Çocukluğundan beri hiç ayrılmamış üç arkadaş; mahallenin muhafazakâr kasabı ‘Hayri’ Bahtiyar Engin, hiçbir şeyi ciddiye almayan muhasebeci ‘Mensur’ Levent Üzümcü, Tengrizm’e inanan, Şaman Profesörü ‘Tarık’ Cem Davran. Ve oyun boyunca statükoyu temsil eden, farklı rollerde karşımıza çıkan ‘yok böyle bir performans’ dedirten usta Erkan Can.
Bu üç farklı karakter, sürekli tatlı tatlı didişmelerine rağmen, dünyadaki bizlerin tersine kardeşçe yaşanabileceğinin en güzel örneğini çiziyor aslında. Şaman profesörü Tarık, kanser olduğunu öğreniyor ve inançları gereği öldükten sonra yakılmak istiyor.

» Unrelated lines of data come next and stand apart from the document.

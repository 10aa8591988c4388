//! Builds the indexed document from a post and its analysis.

use absa_core::{
    AnalyzedDocument, RawPost, ScoreResult, ScorerKind, SentimentLabel, ToneLabel,
};
use chrono::{DateTime, Utc};

/// Tone confidence above which a positive post reads as ironic.
pub const IRONY_TONE_CONFIDENCE: f64 = 0.7;
const MAX_FLAT_EMOTIONS: usize = 3;

/// Everything the pipeline learned about one post.
#[derive(Debug, Clone)]
pub struct Analysis {
    pub aspects: Vec<String>,
    pub scores: Vec<ScoreResult>,
    pub absent: Vec<ScorerKind>,
    pub filter_mode: String,
    pub processing_ms: u64,
    pub ingested_at: DateTime<Utc>,
}

pub fn assemble(post: RawPost, analysis: Analysis, max_text_chars: usize) -> AnalyzedDocument {
    let mut slots: [Option<ScoreResult>; 4] = Default::default();
    for result in analysis.scores {
        let idx = slot_index(result.kind);
        slots[idx] = Some(result);
    }
    let [mut sentiment, emotion, tone, topic] = slots;

    if let (Some(sentiment), Some(tone)) = (sentiment.as_mut(), tone.as_ref()) {
        relabel_irony(sentiment, tone);
    }

    let aspect_sentiments = sentiment
        .as_ref()
        .map(|s| s.aspects.clone())
        .unwrap_or_default();
    let emotions_flat = emotion.as_ref().map(flatten_emotions).unwrap_or_default();

    let mut absent = analysis.absent;
    absent.sort_by_key(|kind| slot_index(*kind));
    absent.dedup();

    let score = post.score();
    AnalyzedDocument {
        text: truncate_chars(&post.text, max_text_chars),
        id: post.id,
        title: post.title,
        author: post.author,
        author_username: post.author_username,
        instance: post.instance,
        language: post.language,
        created_at: post.created_at,
        url: post.url,
        hashtags: post.hashtags,
        favourites: post.favourites,
        reblogs: post.reblogs,
        replies: post.replies,
        score,
        aspects: analysis.aspects,
        aspect_sentiments,
        sentiment,
        emotion,
        emotions_flat,
        tone,
        topic,
        absent_scorers: absent,
        filter_mode: analysis.filter_mode,
        processing_ms: analysis.processing_ms,
        ingested_at: analysis.ingested_at,
    }
}

fn slot_index(kind: ScorerKind) -> usize {
    match kind {
        ScorerKind::Sentiment => 0,
        ScorerKind::Emotion => 1,
        ScorerKind::Tone => 2,
        ScorerKind::Topic => 3,
    }
}

/// Positive wording in a clearly critical post is read as irony.
fn relabel_irony(sentiment: &mut ScoreResult, tone: &ScoreResult) {
    if sentiment.label == SentimentLabel::Positive.as_str()
        && tone.label == ToneLabel::Critical.as_str()
        && tone.confidence >= IRONY_TONE_CONFIDENCE
    {
        sentiment.label = SentimentLabel::CriticalIronic.as_str().to_string();
    }
}

/// Top emotion followed by its runners-up.
fn flatten_emotions(emotion: &ScoreResult) -> Vec<String> {
    std::iter::once(emotion.label.clone())
        .chain(emotion.secondary.iter().map(|s| s.label.clone()))
        .take(MAX_FLAT_EMOTIONS)
        .collect()
}

fn truncate_chars(text: &str, max_chars: usize) -> String {
    match text.char_indices().nth(max_chars) {
        Some((idx, _)) => text[..idx].to_string(),
        None => text.to_string(),
    }
}
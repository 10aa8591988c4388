//! Error recovery strategies for the analysis pipeline.
//!
//! Every error the worker can meet is classified into one of a small set of
//! strategies: retry transport failures with backoff, degrade the current
//! post when an analysis stage fails, skip posts that can never succeed, and
//! fail hard on configuration or exhaustion errors.

use crate::{AnalysisError, CoreError, ErrorExt, QueueError, SinkError};
use std::time::Duration;
use tracing::info;

/// Recovery strategy for handling errors
#[derive(Debug, Clone, PartialEq)]
pub enum RecoveryStrategy {
    /// Retry the operation with exponential backoff
    RetryWithBackoff {
        max_attempts: usize,
        initial_delay: Duration,
        max_delay: Duration,
    },
    /// Drop the item and continue with the next one
    Skip,
    /// Continue with the affected result slot left empty
    Degrade,
    /// Fail immediately
    Fail,
}

/// Result of an error recovery attempt
#[derive(Debug)]
pub enum RecoveryResult<T> {
    /// Recovery was successful, operation can continue
    Recovered(T),
    /// Recovery failed, operation should be skipped
    Skipped,
    /// Recovery failed, error should be propagated
    Failed(CoreError),
}

impl<T> RecoveryResult<T> {
    /// Returns true if the operation was successfully recovered
    pub fn is_recovered(&self) -> bool {
        matches!(self, RecoveryResult::Recovered(_))
    }

    /// Returns true if the operation should be skipped
    pub fn is_skipped(&self) -> bool {
        matches!(self, RecoveryResult::Skipped)
    }

    /// Returns true if the operation failed and error should be propagated
    pub fn is_failed(&self) -> bool {
        matches!(self, RecoveryResult::Failed(_))
    }

    /// Converts into a plain `Result`, mapping `Skipped` to an internal error
    pub fn into_result(self) -> Result<T, CoreError> {
        match self {
            RecoveryResult::Recovered(value) => Ok(value),
            RecoveryResult::Skipped => Err(CoreError::Internal {
                message: "operation skipped by recovery policy".to_string(),
            }),
            RecoveryResult::Failed(error) => Err(error),
        }
    }

    /// Returns the error if failed, None otherwise
    pub fn err(self) -> Option<CoreError> {
        match self {
            RecoveryResult::Failed(error) => Some(error),
            _ => None,
        }
    }
}

/// Error recovery handler that provides strategies for different error types
pub struct ErrorRecovery;

impl ErrorRecovery {
    /// Determine the appropriate recovery strategy for a given error
    pub fn determine_strategy(error: &CoreError) -> RecoveryStrategy {
        match error {
            // Any analysis stage failure leaves a hole in the document, nothing more
            CoreError::Analysis(
                AnalysisError::UnsupportedLanguage { .. }
                | AnalysisError::ScorerTimeout { .. }
                | AnalysisError::ScorerUnavailable { .. }
                | AnalysisError::ExtractorTimeout { .. }
                | AnalysisError::ExtractorUnavailable { .. },
            ) => RecoveryStrategy::Degrade,

            // Bad payloads never get better
            CoreError::MalformedInput { .. } | CoreError::Serialization(_) => {
                RecoveryStrategy::Skip
            }

            CoreError::Queue(queue_error) => match queue_error {
                QueueError::ConnectionFailed { .. } | QueueError::PopFailed { .. } => {
                    RecoveryStrategy::RetryWithBackoff {
                        max_attempts: 5,
                        initial_delay: Duration::from_millis(500),
                        max_delay: Duration::from_secs(10),
                    }
                }
                QueueError::InvalidEncoding => RecoveryStrategy::Skip,
                QueueError::Closed => RecoveryStrategy::Fail,
            },

            CoreError::Sink(sink_error) => match sink_error {
                SinkError::Unavailable { .. } | SinkError::Rejected { .. }
                    if sink_error.is_retryable() =>
                {
                    RecoveryStrategy::RetryWithBackoff {
                        max_attempts: 3,
                        initial_delay: Duration::from_millis(600),
                        max_delay: Duration::from_secs(30),
                    }
                }
                SinkError::PermanentlyUnreachable { .. } => RecoveryStrategy::Fail,
                _ => RecoveryStrategy::Skip,
            },

            CoreError::Network(_) | CoreError::Io(_) => RecoveryStrategy::RetryWithBackoff {
                max_attempts: 3,
                initial_delay: Duration::from_secs(1),
                max_delay: Duration::from_secs(30),
            },

            CoreError::Timeout { .. } => RecoveryStrategy::Degrade,

            // Configuration errors need operator intervention
            CoreError::Config(_) => RecoveryStrategy::Fail,

            CoreError::Internal { .. } => RecoveryStrategy::Fail,
        }
    }

    /// Apply the recovery strategy to an operation.
    ///
    /// `Degrade` and `Fail` both run the operation once; degrading is the
    /// caller's business once it has the error in hand.
    pub async fn apply_strategy<F, T, Fut>(
        strategy: RecoveryStrategy,
        mut operation: F,
    ) -> RecoveryResult<T>
    where
        F: FnMut() -> Fut,
        Fut: std::future::Future<Output = Result<T, CoreError>> + Send,
        T: Send,
    {
        match strategy {
            RecoveryStrategy::RetryWithBackoff {
                max_attempts,
                initial_delay,
                max_delay,
            } => Self::retry_with_backoff(operation, max_attempts, initial_delay, max_delay).await,
            RecoveryStrategy::Skip => RecoveryResult::Skipped,
            RecoveryStrategy::Degrade | RecoveryStrategy::Fail => match operation().await {
                Ok(value) => RecoveryResult::Recovered(value),
                Err(error) => RecoveryResult::Failed(error),
            },
        }
    }

    /// Retry an operation with exponential backoff
    async fn retry_with_backoff<F, T, Fut>(
        mut operation: F,
        max_attempts: usize,
        initial_delay: Duration,
        max_delay: Duration,
    ) -> RecoveryResult<T>
    where
        F: FnMut() -> Fut,
        Fut: std::future::Future<Output = Result<T, CoreError>> + Send,
        T: Send,
    {
        let mut attempt = 0;
        let mut delay = initial_delay;

        loop {
            match operation().await {
                Ok(result) => return RecoveryResult::Recovered(result),
                Err(error) => {
                    attempt += 1;

                    if attempt >= max_attempts || !error.is_retryable() {
                        return RecoveryResult::Failed(error);
                    }

                    if delay > max_delay {
                        delay = max_delay;
                    }

                    info!(
                        "Recovery attempt {}/{} failed. Retrying after {:?}: {}",
                        attempt,
                        max_attempts,
                        delay,
                        error.user_friendly_message()
                    );

                    tokio::time::sleep(delay).await;

                    delay = std::cmp::min(delay * 2, max_delay);
                }
            }
        }
    }
}

#[cfg(test)]
mod tests {
    use super::*;
    use std::sync::atomic::{AtomicUsize, Ordering};
    use std::sync::Arc;

    #[tokio::test]
    async fn test_retry_with_backoff_failure() {
        let strategy = RecoveryStrategy::RetryWithBackoff {
            max_attempts: 2,
            initial_delay: Duration::from_millis(10),
            max_delay: Duration::from_millis(100),
        };

        let result: RecoveryResult<&str> = ErrorRecovery::apply_strategy(strategy, || async {
            Err(CoreError::Queue(QueueError::ConnectionFailed {
                url: "redis://localhost:6379".to_string(),
                reason: "refused".to_string(),
            }))
        })
        .await;

        assert!(result.is_failed());
    }

    #[tokio::test]
    async fn test_retry_with_backoff_recovers() {
        let strategy = RecoveryStrategy::RetryWithBackoff {
            max_attempts: 3,
            initial_delay: Duration::from_millis(1),
            max_delay: Duration::from_millis(5),
        };
        let calls = Arc::new(AtomicUsize::new(0));

        let result = ErrorRecovery::apply_strategy(strategy, || {
            let calls = calls.clone();
            async move {
                if calls.fetch_add(1, Ordering::SeqCst) == 0 {
                    Err(CoreError::Timeout { millis: 5 })
                } else {
                    Ok(7)
                }
            }
        })
        .await;

        assert!(result.is_recovered());
        assert_eq!(result.into_result().unwrap(), 7);
        assert_eq!(calls.load(Ordering::SeqCst), 2);
    }

    #[tokio::test]
    async fn test_skip_strategy() {
        let strategy = RecoveryStrategy::Skip;
        let result: RecoveryResult<&str> = ErrorRecovery::apply_strategy(strategy, || async {
            Err(CoreError::MalformedInput {
                reason: "test".to_string(),
            })
        })
        .await;

        assert!(result.is_skipped());
    }

    #[test]
    fn test_determine_strategy() {
        let unsupported = CoreError::Analysis(AnalysisError::UnsupportedLanguage {
            language: "ja".to_string(),
        });
        assert_eq!(
            ErrorRecovery::determine_strategy(&unsupported),
            RecoveryStrategy::Degrade
        );

        let malformed = CoreError::missing_field("id");
        assert_eq!(
            ErrorRecovery::determine_strategy(&malformed),
            RecoveryStrategy::Skip
        );

        let sink_down = CoreError::Sink(SinkError::Unavailable {
            endpoint: "http://localhost:9200".to_string(),
            reason: "connection refused".to_string(),
        });
        assert!(matches!(
            ErrorRecovery::determine_strategy(&sink_down),
            RecoveryStrategy::RetryWithBackoff { max_attempts: 3, .. }
        ));

        let exhausted = CoreError::Sink(SinkError::PermanentlyUnreachable {
            consecutive_failures: 5,
        });
        assert_eq!(
            ErrorRecovery::determine_strategy(&exhausted),
            RecoveryStrategy::Fail
        );

        let config_error = CoreError::Config(crate::ConfigError::UnknownFilterMode {
            mode: "loose".to_string(),
        });
        assert_eq!(
            ErrorRecovery::determine_strategy(&config_error),
            RecoveryStrategy::Fail
        );
    }
}
use crate::sink::{BatchReport, IndexSink, ItemFailure};
use absa_core::{AnalyzedDocument, SinkError};
use async_trait::async_trait;
use std::path::{Path, PathBuf};
use tokio::fs::{File, OpenOptions};
use tracing::error;
use tokio::io::AsyncWriteExt;
use tokio::sync::Mutex;

/// Appends one JSON document per line to a local file.
pub struct JsonlSink {
    path: PathBuf,
    // Serializes appends from concurrent flushes.
    write_lock: Mutex<()>,
}

impl JsonlSink {
    pub fn new(path: impl AsRef<Path>) -> Self {
        Self {
            path: path.as_ref().to_path_buf(),
            write_lock: Mutex::new(()),
        }
    }

    pub fn path(&self) -> &Path {
        &self.path
    }

    fn io_error(&self, error: std::io::Error) -> SinkError {
        SinkError::Unavailable {
            endpoint: self.path.display().to_string(),
            reason: error.to_string(),
        }
    }
}

#[async_trait]
impl IndexSink for JsonlSink {
    async fn prepare(&self) -> Result<(), SinkError> {
        if let Some(parent) = self.path.parent().filter(|p| !p.as_os_str().is_empty()) {
            tokio::fs::create_dir_all(parent)
                .await
                .map_err(|e| self.io_error(e))?;
        }
        Ok(())
    }

    async fn write_batch(&self, docs: &[AnalyzedDocument]) -> Result<BatchReport, SinkError> {
        let mut report = BatchReport::default();
        let mut buffer = String::new();
        for doc in docs {
            match serde_json::to_string(doc) {
                Ok(line) => {
                    buffer.push_str(&line);
                    buffer.push('\n');
                    report.indexed.push(doc.id.clone());
                }
                Err(e) => report.failed.push(ItemFailure {
                    id: doc.id.clone(),
                    reason: e.to_string(),
                }),
            }
        }

        let _guard = self.write_lock.lock().await;
        let mut file = OpenOptions::new()
            .create(true)
            .append(true)
            .open(&self.path)
            .await
            .map_err(|e| self.io_error(e))?;
        let start = file.metadata().await.map_err(|e| self.io_error(e))?.len();

        // Appended whole or not at all.
        let written = match file.write_all(buffer.as_bytes()).await {
            Ok(()) => file.flush().await,
            Err(e) => Err(e),
        };
        if let Err(e) = written {
            if let Err(rewind) = truncate_to(&file, start).await {
                error!(
                    "Could not roll back partial batch in {}: {}",
                    self.path.display(),
                    rewind
                );
            }
            return Err(self.io_error(e));
        }

        Ok(report)
    }

    fn describe(&self) -> String {
        format!("jsonl {}", self.path.display())
    }
}

async fn truncate_to(file: &File, len: u64) -> std::io::Result<()> {
    file.set_len(len).await?;
    file.sync_data().await
}

#[cfg(test)]
mod tests {
    use super::*;
    use crate::tests::sample_document;

    #[tokio::test]
    async fn test_appends_one_line_per_document() {
        let dir = tempfile::tempdir().unwrap();
        let sink = JsonlSink::new(dir.path().join("out/docs.jsonl"));
        sink.prepare().await.unwrap();

        let report = sink
            .write_batch(&[sample_document("1"), sample_document("2")])
            .await
            .unwrap();
        assert_eq!(report.indexed, vec!["1", "2"]);
        sink.write_batch(&[sample_document("3")]).await.unwrap();

        let content = tokio::fs::read_to_string(sink.path()).await.unwrap();
        let ids: Vec<String> = content
            .lines()
            .map(|l| serde_json::from_str::<serde_json::Value>(l).unwrap()["id"].to_string())
            .collect();
        assert_eq!(ids, vec!["\"1\"", "\"2\"", "\"3\""]);
    }

    #[tokio::test]
    async fn test_partial_append_is_rolled_back() {
        let dir = tempfile::tempdir().unwrap();
        let sink = JsonlSink::new(dir.path().join("docs.jsonl"));
        sink.write_batch(&[sample_document("1")]).await.unwrap();
        let before = tokio::fs::read_to_string(sink.path()).await.unwrap();

        let mut file = OpenOptions::new()
            .append(true)
            .open(sink.path())
            .await
            .unwrap();
        let start = file.metadata().await.unwrap().len();
        file.write_all(b"{\"id\":\"2\",\"te").await.unwrap();
        truncate_to(&file, start).await.unwrap();
        drop(file);

        sink.write_batch(&[sample_document("2")]).await.unwrap();
        let content = tokio::fs::read_to_string(sink.path()).await.unwrap();
        assert!(content.starts_with(&before));
        assert_eq!(content.lines().count(), 2);
        assert!(content
            .lines()
            .all(|l| serde_json::from_str::<serde_json::Value>(l).is_ok()));
    }

    #[tokio::test]
    async fn test_unwritable_path_is_unavailable() {
        let dir = tempfile::tempdir().unwrap();
        // A directory cannot be opened for appending.
        let sink = JsonlSink::new(dir.path());
        let result = sink.write_batch(&[sample_document("1")]).await;
        assert!(matches!(result, Err(SinkError::Unavailable { .. })));
    }
}
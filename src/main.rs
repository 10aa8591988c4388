//! toot-absa - aspect-based sentiment analysis worker for Mastodon posts.
//!
//! Pops posts from a Redis list, analyzes them and bulk-indexes the results.

use absa_core::{
    AppConfig, CoreError, ErrorRecovery, ErrorReporter, FilterModeTable, QueueError, SinkKind,
    StatsAggregator,
};
use absa_worker::{AnalysisPipeline, Worker, WorkerSettings};
use clap::Parser;
use index_sink::{build_sink, BatchWriter};
use queue_client::RedisQueue;
use std::path::PathBuf;
use std::sync::Arc;
use std::time::Duration;
use tokio::sync::watch;
use tracing::{error, info, warn};
use tracing_subscriber::{layer::SubscriberExt, util::SubscriberInitExt};

const DEFAULT_LOG_FILTER: &str =
    "toot_absa=info,absa_worker=info,absa_engine=info,absa_core=info,index_sink=info,queue_client=info";

#[derive(Parser)]
#[command(name = "toot-absa")]
#[command(about = "Aspect-based sentiment analysis worker for Mastodon posts")]
#[command(version)]
struct Cli {
    /// TOML config file
    #[arg(short, long, env = "TOOT_ABSA_CONFIG")]
    config: Option<PathBuf>,

    /// Filter mode (strict, balanced, permissive or one defined in the config)
    #[arg(short, long)]
    filter_mode: Option<String>,

    /// Output sink: elasticsearch (es) or jsonl
    #[arg(long)]
    sink: Option<SinkKind>,

    /// Output file for the jsonl sink
    #[arg(long)]
    jsonl_path: Option<PathBuf>,

    /// Documents per bulk request
    #[arg(long)]
    batch_size: Option<usize>,

    /// Validate the configuration, list filter modes and exit
    #[arg(long)]
    check_config: bool,

    /// Enable debug logging
    #[arg(short, long)]
    verbose: bool,
}

impl Cli {
    fn apply(&self, config: &mut AppConfig) {
        if let Some(mode) = &self.filter_mode {
            config.worker.filter_mode = mode.trim().to_lowercase();
        }
        if let Some(kind) = self.sink {
            config.sink.kind = kind;
        }
        if let Some(path) = &self.jsonl_path {
            config.sink.jsonl_path = Some(path.clone());
        }
        if let Some(size) = self.batch_size {
            config.sink.batch_size = size;
        }
    }
}

fn load_config(cli: &Cli) -> Result<AppConfig, CoreError> {
    let config = match &cli.config {
        Some(path) => AppConfig::from_file(path)?,
        None => AppConfig::default(),
    };
    let mut config = config.with_env_overrides()?;
    cli.apply(&mut config);
    config.validate()?;
    Ok(config)
}

#[tokio::main]
async fn main() -> Result<(), CoreError> {
    let _ = dotenvy::dotenv();
    let cli = Cli::parse();

    let default_filter = if cli.verbose {
        DEFAULT_LOG_FILTER.replace("=info", "=debug")
    } else {
        DEFAULT_LOG_FILTER.to_string()
    };
    tracing_subscriber::registry()
        .with(
            tracing_subscriber::EnvFilter::try_from_default_env()
                .unwrap_or_else(|_| default_filter.into()),
        )
        .with(tracing_subscriber::fmt::layer())
        .init();

    let reporter = ErrorReporter::new();
    let config = match load_config(&cli) {
        Ok(config) => config,
        Err(e) => {
            reporter.report_error(&e);
            return Err(e);
        }
    };

    if cli.check_config {
        let table = FilterModeTable::with_definitions(&config.filter.modes)?;
        let modes: Vec<&str> = table.names().collect();
        info!(
            "Configuration OK: filter_mode={} available=[{}]",
            config.worker.filter_mode,
            modes.join(", ")
        );
        return Ok(());
    }

    run(config).await.inspect_err(|e| reporter.report_error(e))
}

async fn run(config: AppConfig) -> Result<(), CoreError> {
    let stats = StatsAggregator::new();
    let pipeline = AnalysisPipeline::from_config(&config, stats.clone())?;
    info!(
        "Filter mode '{}': min_length={} max_repetition={}",
        pipeline.filter_mode().name,
        pipeline.filter_mode().min_length,
        pipeline.filter_mode().max_repetition
    );

    let sink = build_sink(&config.sink)?;
    if let Err(e) = sink.prepare().await {
        warn!("Sink setup incomplete ({}): {}", sink.describe(), e);
    }
    let writer = BatchWriter::new(sink, &config.sink, stats);

    let queue = connect_queue(&config).await?;
    let worker = Worker::new(
        Arc::new(queue),
        pipeline,
        writer,
        WorkerSettings {
            pop_timeout: Duration::from_secs(config.queue.pop_timeout_secs),
            stats_every: config.worker.stats_every,
        },
    );

    let (shutdown_tx, shutdown_rx) = watch::channel(false);
    tokio::spawn(async move {
        wait_for_signal().await;
        info!("Signal received, finishing the current post");
        let _ = shutdown_tx.send(true);
    });

    let stats = worker.run(shutdown_rx).await?;
    info!(
        "Processed {} posts ({} indexed, {} errors)",
        stats.processed, stats.indexed, stats.errors
    );
    Ok(())
}

async fn connect_queue(config: &AppConfig) -> Result<RedisQueue, CoreError> {
    let url = config.queue.redis_url.clone();
    let name = config.queue.queue_name.clone();

    let unreachable = CoreError::Queue(QueueError::ConnectionFailed {
        url: url.clone(),
        reason: String::new(),
    });
    let strategy = ErrorRecovery::determine_strategy(&unreachable);

    ErrorRecovery::apply_strategy(strategy, || {
        let url = url.clone();
        let name = name.clone();
        async move { RedisQueue::connect(&url, &name).await.map_err(CoreError::from) }
    })
    .await
    .into_result()
}

async fn wait_for_signal() {
    #[cfg(unix)]
    {
        use tokio::signal::unix::{signal, SignalKind};
        match signal(SignalKind::terminate()) {
            Ok(mut term) => {
                tokio::select! {
                    _ = tokio::signal::ctrl_c() => {}
                    _ = term.recv() => {}
                }
                return;
            }
            Err(e) => warn!("Cannot listen for SIGTERM: {}", e),
        }
    }
    if let Err(e) = tokio::signal::ctrl_c().await {
        error!("Cannot listen for Ctrl-C: {}", e);
        std::future::pending::<()>().await;
    }
}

Kendi hastalığı süre zarfında da ne yazık ki memleketim gerçeğinde çare bulamıyor bu isteğine… Üç arkadaş, farklı olana yaşam hakkı vermeyen düzenle karşı karşıya geliyorlar. Tarık’ın ölümünün sonrasında Hayri ve Mensur, dostlarına bir güzellik yapıp, son dileğini yerine getirmenin bir yolunu buluyorlar. Bize de hem içlenerek, hem de samimi kahkahalarla oyuna eşlik etmek düşüyor; Neyzen’in ‘gussa-i matem’ tadında kıvamlanıyoruz. Daha başından göz kırparak, ‘çok eğleneceksiniz çok’ ibresini yükselten oyun, genetiği mıncıklanmadan olduğu gibi aktarımıyla da öyle çoğu bünyenin düşündüğü gibi rahatsız edici formda anlatmıyor derdini. Kaybedecek hiçbir şeyi ol(a)mayan insanlar ülkesinden selam yolluğu verenlerden olarak; ‘İlk taşı günahsız olan atsın’ ince ayarında diyenlerdenim ben de… O yüzden böyle ‘derdim var, anlatırım kasmadan’ söylemli oyunları daha çok görmek istiyorum-z sahnelerde. Dünya uykusu gardını almadan ve üçlere beşlere karışmadan benden şimdilik bu kadar. wwwistanbulhalktiyatrosu.com”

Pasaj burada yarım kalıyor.